> _YOUR INSTRUCTIONS_:
Below are the records. How many of their lines contain "pure"? Give only the number.

-------

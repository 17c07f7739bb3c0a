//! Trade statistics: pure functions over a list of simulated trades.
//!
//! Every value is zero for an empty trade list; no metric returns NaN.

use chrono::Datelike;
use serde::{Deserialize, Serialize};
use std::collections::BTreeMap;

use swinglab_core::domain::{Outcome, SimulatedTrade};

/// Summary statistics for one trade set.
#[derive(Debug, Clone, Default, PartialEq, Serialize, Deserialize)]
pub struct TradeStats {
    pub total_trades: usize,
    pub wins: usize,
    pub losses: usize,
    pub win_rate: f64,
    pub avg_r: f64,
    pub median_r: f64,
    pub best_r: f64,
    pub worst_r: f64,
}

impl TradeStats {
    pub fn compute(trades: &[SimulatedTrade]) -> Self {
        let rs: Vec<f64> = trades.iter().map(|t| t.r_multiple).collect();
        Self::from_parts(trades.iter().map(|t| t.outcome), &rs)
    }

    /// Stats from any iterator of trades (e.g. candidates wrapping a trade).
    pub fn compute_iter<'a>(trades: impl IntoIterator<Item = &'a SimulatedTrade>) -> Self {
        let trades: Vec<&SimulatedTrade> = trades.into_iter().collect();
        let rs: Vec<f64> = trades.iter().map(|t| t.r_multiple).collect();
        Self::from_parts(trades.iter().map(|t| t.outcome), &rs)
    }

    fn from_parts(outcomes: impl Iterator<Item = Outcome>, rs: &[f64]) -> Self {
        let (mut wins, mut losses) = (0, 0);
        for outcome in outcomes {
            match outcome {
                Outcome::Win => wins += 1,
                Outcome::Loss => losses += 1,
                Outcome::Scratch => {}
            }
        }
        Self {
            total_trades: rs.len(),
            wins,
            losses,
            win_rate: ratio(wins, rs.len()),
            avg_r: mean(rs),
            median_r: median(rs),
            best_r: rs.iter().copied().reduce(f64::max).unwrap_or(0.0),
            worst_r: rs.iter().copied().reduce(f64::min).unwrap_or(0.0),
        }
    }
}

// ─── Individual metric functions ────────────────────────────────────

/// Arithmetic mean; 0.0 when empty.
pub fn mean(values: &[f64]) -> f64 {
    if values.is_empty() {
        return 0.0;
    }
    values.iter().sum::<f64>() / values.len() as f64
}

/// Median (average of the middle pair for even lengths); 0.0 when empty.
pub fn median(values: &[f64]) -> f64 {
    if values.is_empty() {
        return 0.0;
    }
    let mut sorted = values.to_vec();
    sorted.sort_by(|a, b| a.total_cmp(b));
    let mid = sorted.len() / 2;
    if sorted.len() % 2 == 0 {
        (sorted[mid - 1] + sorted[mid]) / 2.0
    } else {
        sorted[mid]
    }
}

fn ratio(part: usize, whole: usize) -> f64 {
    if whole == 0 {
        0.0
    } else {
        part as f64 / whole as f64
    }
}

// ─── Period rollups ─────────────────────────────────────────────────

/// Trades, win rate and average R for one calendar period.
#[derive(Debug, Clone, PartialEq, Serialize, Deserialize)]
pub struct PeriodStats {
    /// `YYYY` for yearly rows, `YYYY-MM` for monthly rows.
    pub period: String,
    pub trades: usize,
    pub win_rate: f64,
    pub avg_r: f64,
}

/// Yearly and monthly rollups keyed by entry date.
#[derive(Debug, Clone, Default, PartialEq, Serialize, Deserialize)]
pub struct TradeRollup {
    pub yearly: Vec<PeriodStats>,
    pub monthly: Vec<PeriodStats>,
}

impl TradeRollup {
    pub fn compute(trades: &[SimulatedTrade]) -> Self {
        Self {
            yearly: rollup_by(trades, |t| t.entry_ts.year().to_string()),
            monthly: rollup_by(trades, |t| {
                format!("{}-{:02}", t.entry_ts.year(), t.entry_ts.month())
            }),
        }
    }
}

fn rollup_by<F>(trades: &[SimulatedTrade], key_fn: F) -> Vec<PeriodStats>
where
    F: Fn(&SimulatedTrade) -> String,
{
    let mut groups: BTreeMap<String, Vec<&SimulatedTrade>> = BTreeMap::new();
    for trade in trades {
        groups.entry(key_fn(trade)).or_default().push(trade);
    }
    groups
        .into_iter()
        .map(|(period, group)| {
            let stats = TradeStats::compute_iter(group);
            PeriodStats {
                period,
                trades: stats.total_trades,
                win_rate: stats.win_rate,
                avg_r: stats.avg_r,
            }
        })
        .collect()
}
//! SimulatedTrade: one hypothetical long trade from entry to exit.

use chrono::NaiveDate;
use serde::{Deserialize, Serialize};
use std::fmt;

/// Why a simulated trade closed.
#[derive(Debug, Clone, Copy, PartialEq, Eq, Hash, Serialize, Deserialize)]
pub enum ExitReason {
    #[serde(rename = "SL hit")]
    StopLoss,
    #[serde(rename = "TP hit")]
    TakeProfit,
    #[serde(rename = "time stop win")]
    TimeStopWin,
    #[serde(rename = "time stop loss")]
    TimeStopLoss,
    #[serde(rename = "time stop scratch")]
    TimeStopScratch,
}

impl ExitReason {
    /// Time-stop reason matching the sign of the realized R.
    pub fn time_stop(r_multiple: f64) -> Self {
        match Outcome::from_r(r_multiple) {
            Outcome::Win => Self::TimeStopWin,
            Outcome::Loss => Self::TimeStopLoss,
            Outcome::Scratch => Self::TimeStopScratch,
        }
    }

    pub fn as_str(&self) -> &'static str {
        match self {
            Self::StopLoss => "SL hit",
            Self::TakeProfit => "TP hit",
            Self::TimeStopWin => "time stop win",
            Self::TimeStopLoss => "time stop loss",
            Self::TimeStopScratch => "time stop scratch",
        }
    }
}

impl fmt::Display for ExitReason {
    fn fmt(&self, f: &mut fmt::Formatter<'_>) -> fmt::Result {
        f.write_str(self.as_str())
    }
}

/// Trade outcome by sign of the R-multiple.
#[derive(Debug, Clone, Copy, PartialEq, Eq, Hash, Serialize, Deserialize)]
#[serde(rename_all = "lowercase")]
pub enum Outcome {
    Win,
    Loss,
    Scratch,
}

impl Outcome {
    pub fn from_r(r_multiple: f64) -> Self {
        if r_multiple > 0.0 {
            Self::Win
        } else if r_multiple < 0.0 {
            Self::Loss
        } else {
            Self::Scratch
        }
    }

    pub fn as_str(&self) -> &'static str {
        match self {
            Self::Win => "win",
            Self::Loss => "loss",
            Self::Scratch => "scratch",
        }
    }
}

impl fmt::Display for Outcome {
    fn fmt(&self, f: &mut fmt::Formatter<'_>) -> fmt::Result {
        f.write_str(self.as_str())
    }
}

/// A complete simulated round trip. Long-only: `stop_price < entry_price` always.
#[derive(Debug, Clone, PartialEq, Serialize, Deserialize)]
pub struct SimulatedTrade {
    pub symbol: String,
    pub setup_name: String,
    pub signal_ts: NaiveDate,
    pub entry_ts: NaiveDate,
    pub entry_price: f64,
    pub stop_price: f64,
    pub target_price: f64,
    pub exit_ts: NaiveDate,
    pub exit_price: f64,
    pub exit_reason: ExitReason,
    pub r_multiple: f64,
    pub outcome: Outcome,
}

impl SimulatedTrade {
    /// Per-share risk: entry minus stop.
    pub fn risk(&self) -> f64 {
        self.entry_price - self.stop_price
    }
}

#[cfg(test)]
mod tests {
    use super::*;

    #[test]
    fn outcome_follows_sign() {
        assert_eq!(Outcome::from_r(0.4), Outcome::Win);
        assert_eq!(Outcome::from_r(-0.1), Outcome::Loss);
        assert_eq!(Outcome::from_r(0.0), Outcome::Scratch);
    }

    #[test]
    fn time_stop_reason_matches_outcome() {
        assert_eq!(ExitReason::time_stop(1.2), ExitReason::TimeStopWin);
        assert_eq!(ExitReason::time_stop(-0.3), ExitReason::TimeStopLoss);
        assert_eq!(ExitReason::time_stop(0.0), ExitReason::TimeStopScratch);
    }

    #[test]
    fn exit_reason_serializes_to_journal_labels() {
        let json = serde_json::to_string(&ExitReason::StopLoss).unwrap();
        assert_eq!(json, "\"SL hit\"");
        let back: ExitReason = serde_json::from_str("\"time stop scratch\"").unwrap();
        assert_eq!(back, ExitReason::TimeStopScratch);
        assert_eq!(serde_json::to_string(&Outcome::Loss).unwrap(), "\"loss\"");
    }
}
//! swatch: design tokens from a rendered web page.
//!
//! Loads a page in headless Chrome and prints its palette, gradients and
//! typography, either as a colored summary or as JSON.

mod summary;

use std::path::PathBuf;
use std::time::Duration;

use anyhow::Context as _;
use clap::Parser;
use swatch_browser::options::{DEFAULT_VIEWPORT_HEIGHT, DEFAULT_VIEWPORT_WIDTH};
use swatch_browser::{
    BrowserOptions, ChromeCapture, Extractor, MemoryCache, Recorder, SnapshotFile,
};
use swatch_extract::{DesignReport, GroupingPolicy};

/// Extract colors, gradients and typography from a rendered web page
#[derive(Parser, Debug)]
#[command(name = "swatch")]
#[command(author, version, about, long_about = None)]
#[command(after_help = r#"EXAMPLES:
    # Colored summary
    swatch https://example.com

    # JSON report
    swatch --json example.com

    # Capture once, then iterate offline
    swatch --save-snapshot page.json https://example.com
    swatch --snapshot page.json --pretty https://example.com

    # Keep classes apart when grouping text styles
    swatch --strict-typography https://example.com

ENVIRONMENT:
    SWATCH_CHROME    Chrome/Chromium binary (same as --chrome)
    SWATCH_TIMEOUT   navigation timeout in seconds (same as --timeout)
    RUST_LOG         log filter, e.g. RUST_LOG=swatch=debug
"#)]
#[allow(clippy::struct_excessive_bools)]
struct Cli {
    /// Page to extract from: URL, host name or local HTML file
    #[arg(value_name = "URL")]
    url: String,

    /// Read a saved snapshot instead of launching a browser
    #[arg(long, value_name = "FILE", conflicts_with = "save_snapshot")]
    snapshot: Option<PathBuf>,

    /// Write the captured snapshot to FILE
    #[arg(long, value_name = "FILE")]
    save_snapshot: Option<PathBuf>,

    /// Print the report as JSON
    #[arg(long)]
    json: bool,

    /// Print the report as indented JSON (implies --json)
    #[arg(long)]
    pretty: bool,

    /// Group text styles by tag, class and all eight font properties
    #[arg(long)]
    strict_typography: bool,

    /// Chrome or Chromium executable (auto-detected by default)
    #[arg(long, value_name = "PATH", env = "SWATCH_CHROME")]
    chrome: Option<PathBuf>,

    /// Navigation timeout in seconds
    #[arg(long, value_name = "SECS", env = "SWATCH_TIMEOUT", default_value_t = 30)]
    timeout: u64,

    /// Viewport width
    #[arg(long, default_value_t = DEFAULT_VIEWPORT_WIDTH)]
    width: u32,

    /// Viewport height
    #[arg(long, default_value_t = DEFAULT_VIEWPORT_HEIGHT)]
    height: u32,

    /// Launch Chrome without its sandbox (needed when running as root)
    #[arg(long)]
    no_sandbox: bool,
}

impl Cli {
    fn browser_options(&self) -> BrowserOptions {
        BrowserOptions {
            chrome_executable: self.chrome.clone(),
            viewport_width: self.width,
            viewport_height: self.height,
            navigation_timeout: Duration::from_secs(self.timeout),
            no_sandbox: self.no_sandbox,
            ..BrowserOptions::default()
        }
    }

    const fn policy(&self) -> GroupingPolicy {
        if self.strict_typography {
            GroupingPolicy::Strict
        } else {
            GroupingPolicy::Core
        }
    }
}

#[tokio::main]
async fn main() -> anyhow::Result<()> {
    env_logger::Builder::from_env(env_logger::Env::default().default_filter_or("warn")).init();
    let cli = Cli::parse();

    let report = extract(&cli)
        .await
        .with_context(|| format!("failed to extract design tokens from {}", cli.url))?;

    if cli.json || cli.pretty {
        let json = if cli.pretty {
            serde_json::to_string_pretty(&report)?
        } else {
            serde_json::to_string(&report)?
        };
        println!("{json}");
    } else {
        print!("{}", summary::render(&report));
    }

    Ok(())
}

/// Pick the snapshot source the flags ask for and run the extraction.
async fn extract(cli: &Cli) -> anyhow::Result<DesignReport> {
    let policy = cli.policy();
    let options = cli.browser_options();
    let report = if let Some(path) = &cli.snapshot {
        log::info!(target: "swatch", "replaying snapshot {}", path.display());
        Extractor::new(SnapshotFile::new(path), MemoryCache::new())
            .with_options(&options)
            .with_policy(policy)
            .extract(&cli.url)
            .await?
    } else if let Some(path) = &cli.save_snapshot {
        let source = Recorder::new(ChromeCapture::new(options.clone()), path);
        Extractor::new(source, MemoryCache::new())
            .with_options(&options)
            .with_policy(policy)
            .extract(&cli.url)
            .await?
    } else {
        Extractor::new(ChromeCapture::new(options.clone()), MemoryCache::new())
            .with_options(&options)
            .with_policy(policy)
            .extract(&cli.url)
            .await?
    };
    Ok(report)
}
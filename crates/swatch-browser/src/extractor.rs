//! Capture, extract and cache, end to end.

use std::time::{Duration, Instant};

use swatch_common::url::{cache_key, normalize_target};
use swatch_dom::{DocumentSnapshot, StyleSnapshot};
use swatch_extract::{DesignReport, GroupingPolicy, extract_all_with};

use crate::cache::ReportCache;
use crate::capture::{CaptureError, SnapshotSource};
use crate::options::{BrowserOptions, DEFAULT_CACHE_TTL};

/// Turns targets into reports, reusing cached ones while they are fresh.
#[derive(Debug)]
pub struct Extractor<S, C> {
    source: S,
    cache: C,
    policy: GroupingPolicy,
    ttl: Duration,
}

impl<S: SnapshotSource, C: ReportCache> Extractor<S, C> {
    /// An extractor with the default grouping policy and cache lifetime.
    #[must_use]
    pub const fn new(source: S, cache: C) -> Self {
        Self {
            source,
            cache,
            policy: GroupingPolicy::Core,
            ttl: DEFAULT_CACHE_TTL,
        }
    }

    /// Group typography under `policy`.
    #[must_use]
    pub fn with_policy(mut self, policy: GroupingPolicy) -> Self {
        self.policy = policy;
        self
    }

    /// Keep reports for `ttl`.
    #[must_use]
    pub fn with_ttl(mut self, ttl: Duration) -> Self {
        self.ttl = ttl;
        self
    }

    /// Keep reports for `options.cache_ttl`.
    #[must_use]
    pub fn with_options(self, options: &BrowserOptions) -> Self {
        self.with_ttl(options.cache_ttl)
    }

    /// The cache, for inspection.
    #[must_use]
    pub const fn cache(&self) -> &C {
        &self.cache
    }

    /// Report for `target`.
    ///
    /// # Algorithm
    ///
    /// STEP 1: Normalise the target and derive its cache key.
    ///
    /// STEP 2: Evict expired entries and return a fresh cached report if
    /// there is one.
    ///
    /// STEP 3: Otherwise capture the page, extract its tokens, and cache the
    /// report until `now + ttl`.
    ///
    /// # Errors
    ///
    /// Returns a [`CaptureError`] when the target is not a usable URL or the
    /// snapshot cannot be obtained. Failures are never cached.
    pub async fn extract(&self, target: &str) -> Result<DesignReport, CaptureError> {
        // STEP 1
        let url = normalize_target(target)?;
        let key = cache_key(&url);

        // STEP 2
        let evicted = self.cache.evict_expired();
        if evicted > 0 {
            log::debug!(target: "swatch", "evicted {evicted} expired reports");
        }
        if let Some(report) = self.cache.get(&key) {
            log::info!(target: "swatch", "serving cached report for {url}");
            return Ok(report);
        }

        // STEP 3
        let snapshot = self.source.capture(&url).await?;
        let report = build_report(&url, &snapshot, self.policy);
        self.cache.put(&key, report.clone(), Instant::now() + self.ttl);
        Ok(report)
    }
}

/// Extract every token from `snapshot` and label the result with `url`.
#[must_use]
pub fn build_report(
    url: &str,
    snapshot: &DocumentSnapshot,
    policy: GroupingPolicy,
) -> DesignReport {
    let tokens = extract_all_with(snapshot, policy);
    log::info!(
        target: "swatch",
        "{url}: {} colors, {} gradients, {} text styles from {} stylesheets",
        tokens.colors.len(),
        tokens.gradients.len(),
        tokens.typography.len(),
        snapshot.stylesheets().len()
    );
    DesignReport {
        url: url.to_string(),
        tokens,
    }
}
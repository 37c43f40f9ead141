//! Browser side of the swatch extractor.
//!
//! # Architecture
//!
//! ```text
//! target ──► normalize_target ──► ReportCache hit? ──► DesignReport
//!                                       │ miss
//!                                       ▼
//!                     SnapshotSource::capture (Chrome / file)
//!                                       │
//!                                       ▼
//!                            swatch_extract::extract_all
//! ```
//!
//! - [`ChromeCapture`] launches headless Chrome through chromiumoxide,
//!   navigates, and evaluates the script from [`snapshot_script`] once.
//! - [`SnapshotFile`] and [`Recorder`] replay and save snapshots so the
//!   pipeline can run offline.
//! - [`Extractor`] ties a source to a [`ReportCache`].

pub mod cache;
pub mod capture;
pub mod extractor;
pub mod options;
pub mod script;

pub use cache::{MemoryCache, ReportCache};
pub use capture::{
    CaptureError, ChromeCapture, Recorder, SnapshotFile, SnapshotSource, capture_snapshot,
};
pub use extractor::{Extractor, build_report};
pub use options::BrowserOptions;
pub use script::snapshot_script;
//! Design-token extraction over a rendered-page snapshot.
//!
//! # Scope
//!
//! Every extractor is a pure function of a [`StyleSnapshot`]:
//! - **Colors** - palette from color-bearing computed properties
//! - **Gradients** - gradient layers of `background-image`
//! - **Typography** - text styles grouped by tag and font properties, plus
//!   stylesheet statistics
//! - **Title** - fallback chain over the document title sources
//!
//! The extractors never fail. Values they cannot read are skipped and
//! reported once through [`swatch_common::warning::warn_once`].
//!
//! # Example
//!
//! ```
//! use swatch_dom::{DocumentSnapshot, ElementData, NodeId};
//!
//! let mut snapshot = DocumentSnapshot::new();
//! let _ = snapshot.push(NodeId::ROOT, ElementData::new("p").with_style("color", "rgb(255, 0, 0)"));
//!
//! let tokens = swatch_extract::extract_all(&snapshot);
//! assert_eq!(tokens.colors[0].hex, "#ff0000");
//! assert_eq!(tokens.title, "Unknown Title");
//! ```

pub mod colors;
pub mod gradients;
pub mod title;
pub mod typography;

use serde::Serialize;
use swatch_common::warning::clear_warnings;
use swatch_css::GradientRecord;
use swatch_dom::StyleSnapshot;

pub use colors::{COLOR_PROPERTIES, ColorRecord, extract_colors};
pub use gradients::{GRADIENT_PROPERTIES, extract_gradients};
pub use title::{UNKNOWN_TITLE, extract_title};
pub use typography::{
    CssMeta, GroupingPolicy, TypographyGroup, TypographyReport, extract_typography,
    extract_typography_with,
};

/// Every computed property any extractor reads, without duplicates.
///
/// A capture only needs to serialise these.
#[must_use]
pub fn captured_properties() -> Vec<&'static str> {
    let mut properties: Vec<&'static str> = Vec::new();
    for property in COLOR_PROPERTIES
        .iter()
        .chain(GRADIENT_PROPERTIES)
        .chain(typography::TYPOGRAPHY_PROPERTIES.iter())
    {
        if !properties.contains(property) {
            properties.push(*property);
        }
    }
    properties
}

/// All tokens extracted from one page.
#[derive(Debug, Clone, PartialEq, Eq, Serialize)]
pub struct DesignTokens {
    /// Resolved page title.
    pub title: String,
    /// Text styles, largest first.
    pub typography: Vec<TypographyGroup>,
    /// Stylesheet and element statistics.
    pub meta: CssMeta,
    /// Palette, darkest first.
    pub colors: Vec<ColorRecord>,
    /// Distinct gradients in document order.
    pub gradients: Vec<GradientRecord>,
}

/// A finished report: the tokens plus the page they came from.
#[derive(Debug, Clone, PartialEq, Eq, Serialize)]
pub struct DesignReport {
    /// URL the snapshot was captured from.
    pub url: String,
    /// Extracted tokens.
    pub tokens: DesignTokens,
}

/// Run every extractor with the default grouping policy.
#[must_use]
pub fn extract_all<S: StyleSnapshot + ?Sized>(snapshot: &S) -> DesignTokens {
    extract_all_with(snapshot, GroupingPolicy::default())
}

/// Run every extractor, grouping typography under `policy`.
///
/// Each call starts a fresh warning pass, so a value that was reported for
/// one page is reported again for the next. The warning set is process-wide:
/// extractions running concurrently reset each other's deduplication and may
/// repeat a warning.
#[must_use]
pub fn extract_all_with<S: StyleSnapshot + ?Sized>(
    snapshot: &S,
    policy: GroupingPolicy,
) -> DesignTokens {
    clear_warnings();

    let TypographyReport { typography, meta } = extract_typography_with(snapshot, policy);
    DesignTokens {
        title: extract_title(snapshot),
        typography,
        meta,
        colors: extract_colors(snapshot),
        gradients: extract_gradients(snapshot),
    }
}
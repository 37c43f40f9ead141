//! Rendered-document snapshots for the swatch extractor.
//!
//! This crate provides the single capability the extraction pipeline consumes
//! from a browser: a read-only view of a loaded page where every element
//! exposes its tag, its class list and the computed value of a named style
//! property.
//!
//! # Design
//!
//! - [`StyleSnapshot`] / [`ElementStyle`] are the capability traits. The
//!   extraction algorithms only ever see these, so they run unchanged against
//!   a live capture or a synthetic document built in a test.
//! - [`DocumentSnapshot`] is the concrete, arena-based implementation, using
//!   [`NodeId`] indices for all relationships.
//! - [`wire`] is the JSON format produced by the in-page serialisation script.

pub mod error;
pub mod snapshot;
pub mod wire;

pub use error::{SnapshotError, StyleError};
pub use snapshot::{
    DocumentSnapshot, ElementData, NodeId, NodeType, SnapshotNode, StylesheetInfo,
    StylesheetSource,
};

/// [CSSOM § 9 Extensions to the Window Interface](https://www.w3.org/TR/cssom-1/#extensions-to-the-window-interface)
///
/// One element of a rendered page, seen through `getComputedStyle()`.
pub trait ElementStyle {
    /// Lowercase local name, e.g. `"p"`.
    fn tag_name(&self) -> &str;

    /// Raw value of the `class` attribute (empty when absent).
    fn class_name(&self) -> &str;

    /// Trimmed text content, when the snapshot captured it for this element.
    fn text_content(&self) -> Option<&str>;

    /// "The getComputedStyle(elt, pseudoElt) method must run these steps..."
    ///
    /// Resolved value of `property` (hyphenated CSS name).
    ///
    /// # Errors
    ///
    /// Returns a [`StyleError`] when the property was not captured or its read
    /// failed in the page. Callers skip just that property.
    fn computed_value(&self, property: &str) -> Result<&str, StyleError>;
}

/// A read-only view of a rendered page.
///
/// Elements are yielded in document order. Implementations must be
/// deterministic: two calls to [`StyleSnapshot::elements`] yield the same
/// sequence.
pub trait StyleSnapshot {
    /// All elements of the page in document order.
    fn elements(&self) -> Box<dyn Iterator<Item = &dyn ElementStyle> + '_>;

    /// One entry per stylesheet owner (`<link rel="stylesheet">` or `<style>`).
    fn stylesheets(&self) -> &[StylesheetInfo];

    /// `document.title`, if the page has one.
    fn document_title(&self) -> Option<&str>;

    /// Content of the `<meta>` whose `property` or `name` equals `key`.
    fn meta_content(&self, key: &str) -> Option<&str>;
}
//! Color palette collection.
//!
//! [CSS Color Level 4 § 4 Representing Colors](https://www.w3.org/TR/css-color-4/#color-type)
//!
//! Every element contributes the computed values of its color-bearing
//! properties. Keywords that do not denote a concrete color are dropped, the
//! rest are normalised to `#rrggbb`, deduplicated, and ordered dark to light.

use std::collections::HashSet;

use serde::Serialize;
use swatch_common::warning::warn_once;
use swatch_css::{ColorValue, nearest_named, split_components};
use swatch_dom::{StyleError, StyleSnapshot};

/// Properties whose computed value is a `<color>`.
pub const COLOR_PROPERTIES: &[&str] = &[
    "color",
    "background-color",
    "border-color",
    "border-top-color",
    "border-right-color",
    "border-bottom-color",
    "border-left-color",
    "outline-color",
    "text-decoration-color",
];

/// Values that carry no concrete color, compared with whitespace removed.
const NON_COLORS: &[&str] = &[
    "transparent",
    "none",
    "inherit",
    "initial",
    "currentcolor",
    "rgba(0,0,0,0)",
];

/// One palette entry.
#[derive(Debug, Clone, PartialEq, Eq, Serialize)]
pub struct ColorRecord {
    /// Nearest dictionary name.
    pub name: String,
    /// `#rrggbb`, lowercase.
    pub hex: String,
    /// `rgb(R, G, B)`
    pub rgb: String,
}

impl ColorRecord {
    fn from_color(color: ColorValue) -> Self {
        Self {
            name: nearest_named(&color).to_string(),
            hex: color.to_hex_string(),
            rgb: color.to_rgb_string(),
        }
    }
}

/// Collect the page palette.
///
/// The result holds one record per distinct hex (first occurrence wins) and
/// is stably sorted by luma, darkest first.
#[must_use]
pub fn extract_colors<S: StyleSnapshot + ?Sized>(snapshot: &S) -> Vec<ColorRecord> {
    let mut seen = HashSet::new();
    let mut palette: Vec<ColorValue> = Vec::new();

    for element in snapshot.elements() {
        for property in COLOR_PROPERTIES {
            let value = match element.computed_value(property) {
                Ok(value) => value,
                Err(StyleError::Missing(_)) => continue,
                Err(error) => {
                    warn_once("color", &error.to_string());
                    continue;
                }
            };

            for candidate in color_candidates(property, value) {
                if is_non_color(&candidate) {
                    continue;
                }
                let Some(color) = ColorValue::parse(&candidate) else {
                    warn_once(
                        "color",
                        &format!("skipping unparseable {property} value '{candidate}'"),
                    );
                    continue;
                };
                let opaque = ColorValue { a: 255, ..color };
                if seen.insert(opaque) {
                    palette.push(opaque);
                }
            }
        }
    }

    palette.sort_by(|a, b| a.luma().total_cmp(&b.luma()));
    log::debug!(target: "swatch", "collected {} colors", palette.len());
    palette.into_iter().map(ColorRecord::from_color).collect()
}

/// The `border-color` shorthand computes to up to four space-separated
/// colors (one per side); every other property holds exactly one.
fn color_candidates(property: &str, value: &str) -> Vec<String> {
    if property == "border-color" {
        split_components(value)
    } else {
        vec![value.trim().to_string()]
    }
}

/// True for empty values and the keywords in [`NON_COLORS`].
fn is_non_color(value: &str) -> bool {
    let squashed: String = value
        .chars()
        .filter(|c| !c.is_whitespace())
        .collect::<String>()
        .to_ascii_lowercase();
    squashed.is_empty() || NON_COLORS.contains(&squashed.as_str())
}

-------

> _RESPONSE FOR THIS EXERCISE_:
2